**** Data ****

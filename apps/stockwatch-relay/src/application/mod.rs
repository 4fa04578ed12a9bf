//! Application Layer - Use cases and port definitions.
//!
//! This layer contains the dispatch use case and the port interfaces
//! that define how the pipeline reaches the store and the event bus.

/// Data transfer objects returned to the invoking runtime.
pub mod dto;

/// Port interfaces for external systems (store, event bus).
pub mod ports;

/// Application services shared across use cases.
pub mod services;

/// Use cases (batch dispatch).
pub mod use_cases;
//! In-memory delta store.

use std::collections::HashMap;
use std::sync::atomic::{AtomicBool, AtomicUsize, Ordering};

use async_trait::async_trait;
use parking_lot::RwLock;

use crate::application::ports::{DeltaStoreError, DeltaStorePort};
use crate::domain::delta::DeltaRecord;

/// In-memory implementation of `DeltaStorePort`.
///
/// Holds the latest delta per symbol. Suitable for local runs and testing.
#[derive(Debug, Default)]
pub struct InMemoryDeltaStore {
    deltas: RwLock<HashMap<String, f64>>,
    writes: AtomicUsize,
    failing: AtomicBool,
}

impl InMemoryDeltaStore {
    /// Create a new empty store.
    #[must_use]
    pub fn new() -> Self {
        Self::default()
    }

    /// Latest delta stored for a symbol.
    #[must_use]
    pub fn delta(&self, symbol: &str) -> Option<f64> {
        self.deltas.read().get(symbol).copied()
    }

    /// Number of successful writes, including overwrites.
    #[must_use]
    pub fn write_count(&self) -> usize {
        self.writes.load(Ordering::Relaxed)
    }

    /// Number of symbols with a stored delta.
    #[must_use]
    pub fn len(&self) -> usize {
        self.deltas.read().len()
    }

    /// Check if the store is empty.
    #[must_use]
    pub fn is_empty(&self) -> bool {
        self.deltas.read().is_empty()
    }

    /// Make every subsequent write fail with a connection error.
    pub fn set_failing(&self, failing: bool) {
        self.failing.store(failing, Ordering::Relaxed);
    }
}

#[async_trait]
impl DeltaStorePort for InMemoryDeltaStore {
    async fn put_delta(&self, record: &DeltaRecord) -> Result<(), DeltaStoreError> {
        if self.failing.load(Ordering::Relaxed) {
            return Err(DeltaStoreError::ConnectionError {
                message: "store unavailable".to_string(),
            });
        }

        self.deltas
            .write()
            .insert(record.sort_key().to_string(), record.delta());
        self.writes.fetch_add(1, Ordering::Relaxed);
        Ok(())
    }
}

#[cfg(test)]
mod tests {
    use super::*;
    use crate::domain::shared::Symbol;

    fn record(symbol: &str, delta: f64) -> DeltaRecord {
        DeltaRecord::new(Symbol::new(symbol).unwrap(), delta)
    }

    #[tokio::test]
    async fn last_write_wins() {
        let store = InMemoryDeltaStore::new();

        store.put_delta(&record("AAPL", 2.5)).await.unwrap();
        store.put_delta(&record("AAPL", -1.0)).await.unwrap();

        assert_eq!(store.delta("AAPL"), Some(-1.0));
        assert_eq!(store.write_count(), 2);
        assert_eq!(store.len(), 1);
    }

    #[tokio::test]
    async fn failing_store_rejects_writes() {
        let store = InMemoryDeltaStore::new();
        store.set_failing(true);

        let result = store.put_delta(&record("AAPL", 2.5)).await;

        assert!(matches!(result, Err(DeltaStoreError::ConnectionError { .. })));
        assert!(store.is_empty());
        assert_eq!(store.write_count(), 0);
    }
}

****

* **Task statement**: In the lines above, spot each one that contains the word "await" and copy it.

* **Task solution**:
        store.put_delta(&record("AAPL", 2.5)).await.unwrap();
        store.put_delta(&record("AAPL", -1.0)).await.unwrap();
        let result = store.put_delta(&record("AAPL", 2.5)).await;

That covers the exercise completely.